Question

The current-voltage graphs for a given conducting sample at two different temperatures \(T_1\) and \(T_2\) are shown in the figure below. \(R_1\) is the resistance of the sample at temperature \(T_1\) and \(R_2\) is the resistance at temperature \(T_2\). Choose the correct answer.

• A. \(R_2\gt R_1,\; T_2\gt T_1\)
• B. \(R_2\gt R_1,\; T_2\lt T_1\)
• C. \(R_2\lt R_1,\; T_2\gt T_1\)
• D. \(R_2\lt R_1,\; T_2\lt T_1\)

Hint:

In an \(I\)-\(V\) graph, \[ \text{slope}=\frac{1}{R}. \] For metallic conductors, \[ R \propto T. \] So a smaller slope corresponds to a higher temperature.

Answer 1

The Correct Option is B

Step 1: Read the graph as a slope.
For an ohmic sample $I=\dfrac{V}{R}$, so on an $I$ versus $V$ plot the slope of each line is $\dfrac{1}{R}$. A steeper line means a smaller resistance.

Step 2: Compare the two lines.
The line for $T_1$ is steeper than the line for $T_2$. So its slope is bigger, meaning \[ \frac{1}{R_1}>\frac{1}{R_2}. \]

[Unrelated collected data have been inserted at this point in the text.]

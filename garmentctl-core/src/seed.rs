//! Seed script loading and parsing
//!
//! The script is executed verbatim against PostgreSQL. The parser exists for
//! offline inspection (`garmentctl check`) and for the in-memory store, and
//! only understands `insert into garment (...) values (...)` statements.

use std::collections::BTreeMap;
use std::fmt;
use std::path::{Path, PathBuf};

use once_cell::sync::Lazy;
use regex::Regex;
use serde::Serialize;
use thiserror::Error;

use crate::error::HarnessError;
use crate::model::{Gender, ModelError, NewGarment, Season};

static INSERT_RE: Lazy<Regex> = Lazy::new(|| {
    Regex::new(r"(?is)^insert\s+into\s+garment\s*\(([^)]*)\)\s*values\s*\((.*)\)$")
        .expect("valid insert regex")
});

const COLUMNS: [&str; 5] = ["description", "img", "season", "gender", "price"];

#[derive(Debug, Error, Clone, PartialEq, Eq)]
pub enum SeedError {
    #[error("statement {index}: unsupported statement '{snippet}'")]
    Unsupported { index: usize, snippet: String },

    #[error("statement {index}: {reason}")]
    Malformed { index: usize, reason: String },

    #[error("statement {index}: {source}")]
    Value { index: usize, source: ModelError },

    #[error("unterminated string literal")]
    Unterminated,
}

/// Seed script text plus where it came from
#[derive(Debug, Clone)]
pub struct SeedScript {
    pub path: PathBuf,
    pub sql: String,
}

impl SeedScript {
    pub async fn load(path: impl AsRef<Path>) -> Result<Self, HarnessError> {
        let path = path.as_ref();
        let sql = tokio::fs::read_to_string(path)
            .await
            .map_err(|err| HarnessError::io(path, err))?;
        Ok(Self::from_sql(path, sql))
    }

    pub fn from_sql(path: impl Into<PathBuf>, sql: impl Into<String>) -> Self {
        Self {
            path: path.into(),
            sql: sql.into(),
        }
    }

    pub fn rows(&self) -> Result<Vec<NewGarment>, SeedError> {
        parse(&self.sql)
    }

    pub fn summary(&self) -> Result<SeedSummary, SeedError> {
        Ok(SeedSummary::from_rows(&self.rows()?))
    }
}

/// Baseline distribution described by a seed script
#[derive(Debug, Clone, Default, PartialEq, Eq, Serialize)]
pub struct SeedSummary {
    pub total: i64,
    pub by_season: BTreeMap<Season, i64>,
    pub by_gender: BTreeMap<Gender, i64>,
}

impl SeedSummary {
    pub fn from_rows(rows: &[NewGarment]) -> Self {
        let mut summary = Self::default();
        for row in rows {
            summary.total += 1;
            *summary.by_season.entry(row.season).or_default() += 1;
            *summary.by_gender.entry(row.gender).or_default() += 1;
        }
        summary
    }
}

impl fmt::Display for SeedSummary {
    fn fmt(&self, f: &mut fmt::Formatter<'_>) -> fmt::Result {
        writeln!(f, "total: {}", self.total)?;
        for (season, count) in &self.by_season {
            writeln!(f, "  season {season}: {count}")?;
        }
        for (gender, count) in &self.by_gender {
            writeln!(f, "  gender {gender}: {count}")?;
        }
        Ok(())
    }
}

/// Parse every statement of a seed script into rows.
pub fn parse(sql: &str) -> Result<Vec<NewGarment>, SeedError> {
    split_statements(sql)?
        .iter()
        .enumerate()
        .map(|(i, statement)| parse_insert(i + 1, statement))
        .collect()
}

/// Split on `;` outside string literals, dropping `--` comments and blanks.
fn split_statements(sql: &str) -> Result<Vec<String>, SeedError> {
    let mut statements = Vec::new();
    let mut current = String::new();
    let mut in_string = false;
    let mut chars = sql.chars().peekable();

    while let Some(c) = chars.next() {
        match c {
            '\'' => {
                in_string = !in_string;
                current.push(c);
            }
            '-' if !in_string && chars.peek() == Some(&'-') => {
                for skipped in chars.by_ref() {
                    if skipped == '\n' {
                        break;
                    }
                }
                current.push('\n');
            }
            ';' if !in_string => {
                push_statement(&mut statements, &current);
                current.clear();
            }
            _ => current.push(c),
        }
    }

    if in_string {
        return Err(SeedError::Unterminated);
    }
    push_statement(&mut statements, &current);
    Ok(statements)
}

fn push_statement(statements: &mut Vec<String>, raw: &str) {
    let trimmed = raw.trim();
    if !trimmed.is_empty() {
        statements.push(trimmed.to_owned());
    }
}

fn parse_insert(index: usize, statement: &str) -> Result<NewGarment, SeedError> {
    let captures = INSERT_RE
        .captures(statement)
        .ok_or_else(|| SeedError::Unsupported {
            index,
            snippet: statement.chars().take(40).collect(),
        })?;

    let columns: Vec<String> = captures[1]
        .split(',')
        .map(|column| column.trim().to_lowercase())
        .collect();
    let values = split_values(&captures[2]);

    if columns.len() != values.len() {
        return Err(SeedError::Malformed {
            index,
            reason: format!("{} columns but {} values", columns.len(), values.len()),
        });
    }

    let mut by_column: BTreeMap<&str, String> = BTreeMap::new();
    for (column, value) in columns.iter().zip(values) {
        by_column.insert(column.as_str(), value);
    }

    let take = |name: &str| {
        by_column.remove(name).ok_or_else(|| SeedError::Malformed {
            index,
            reason: format!("missing column '{name}'"),
        })
    };
    let [description, img, season, gender, price] = COLUMNS.map(take);
    let value_err = |source| SeedError::Value { index, source };

    Ok(NewGarment {
        description: description?,
        img: img?,
        season: season?.parse().map_err(value_err)?,
        gender: gender?.parse().map_err(value_err)?,
        price: price?,
    })
}

/// Split a `VALUES (...)` body into literals, unquoting `'...'` strings.
fn split_values(body: &str) -> Vec<String> {
    let mut values = Vec::new();
    let mut current = String::new();
    let mut in_string = false;
    let mut chars = body.chars().peekable();

    while let Some(c) = chars.next() {
        match c {
            '\'' if in_string && chars.peek() == Some(&'\'') => {
                chars.next();
                current.push('\'');
            }
            '\'' => in_string = !in_string,
            ',' if !in_string => {
                values.push(current.trim().to_owned());
                current.clear();
            }
            _ if in_string => current.push(c),
            _ if c.is_whitespace() => {}
            _ => current.push(c),
        }
    }
    values.push(current.trim().to_owned());
    values
}

#[cfg(test)]
mod tests {
    use super::*;

    const SEED: &str = include_str!("../../sql/data.sql");

    #[test]
    fn bundled_seed_matches_baseline() {
        let summary = SeedScript::from_sql("sql/data.sql", SEED).summary().unwrap();

        assert_eq!(summary.total, 30);
        assert_eq!(summary.by_season[&Season::Summer], 12);
        assert_eq!(summary.by_season[&Season::Winter], 5);
        assert_eq!(summary.by_gender[&Gender::Male], 14);
        assert_eq!(summary.by_gender[&Gender::Female], 13);
        assert_eq!(summary.by_gender[&Gender::Unisex], 3);
    }

    #[test]
    fn bundled_seed_has_three_winter_male_rows() {
        let rows = parse(SEED).unwrap();
        let winter_male = rows
            .iter()
            .filter(|row| row.season == Season::Winter && row.gender == Gender::Male)
            .count();
        assert_eq!(winter_male, 3);
    }

    #[test]
    fn parses_escaped_quotes_and_parentheses() {
        let rows = parse(
            "INSERT INTO garment (description, img, season, gender, price) \
             VALUES ('Short Skirt(Pink); it''s new', 'skirt.png', 'Summer', 'Female', 199.99);",
        )
        .unwrap();

        assert_eq!(rows.len(), 1);
        assert_eq!(rows[0].description, "Short Skirt(Pink); it's new");
        assert_eq!(rows[0].price, "199.99");
    }

    #[test]
    fn column_order_follows_column_list() {
        let rows = parse(
            "insert into garment (price, gender, season, img, description) \
             values (10.00, 'Unisex', 'Winter', 'beanie.png', 'Knitted beanie')",
        )
        .unwrap();

        assert_eq!(rows[0].description, "Knitted beanie");
        assert_eq!(rows[0].gender, Gender::Unisex);
    }

    #[test]
    fn comments_and_blank_lines_are_ignored() {
        let rows = parse(
            "-- header; with a semicolon\n\n\
             insert into garment (description, img, season, gender, price) \
             values ('Navy chinos', 'trousers.png', 'All Season', 'Male', 349.99); -- trailing\n",
        )
        .unwrap();
        assert_eq!(rows.len(), 1);
    }

    #[test]
    fn rejects_other_statements() {
        let err = parse("delete from garment;").unwrap_err();
        assert!(matches!(err, SeedError::Unsupported { index: 1, .. }));
    }

    #[test]
    fn rejects_unknown_gender() {
        let err = parse(
            "insert into garment (description, img, season, gender, price) \
             values ('Grey hoodie', 'hoodie.png', 'All Season', 'Other', 1.00)",
        )
        .unwrap_err();
        assert_eq!(err.to_string(), "statement 1: unknown gender value 'Other'");
    }

    #[test]
    fn rejects_value_count_mismatch() {
        let err = parse(
            "insert into garment (description, img, season, gender, price) \
             values ('Grey hoodie', 'hoodie.png', 'All Season', 'Male')",
        )
        .unwrap_err();
        assert!(matches!(err, SeedError::Malformed { .. }));
    }

    #[test]
    fn rejects_unterminated_string() {
        assert_eq!(
            parse("insert into garment (description) values ('oops)").unwrap_err(),
            SeedError::Unterminated
        );
    }
}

Step 3: Turn that into resistances.
Taking reciprocals reverses the inequality: \[ R_2>R_1. \]

Step 4: Bring in the temperature behaviour.
For a metallic conductor, resistance grows when temperature grows. Higher resistance goes with higher temperature.

Step 5: Match resistance to temperature.
Since $R_2>R_1$, the sample at $T_2$ is hotter, so \[ T_2>T_1. \]

Step 6: Combine the findings.
Both $R_2>R_1$ and $T_2>T_1$ hold together.
\[ \boxed{R_2>R_1,\quad T_2>T_1} \]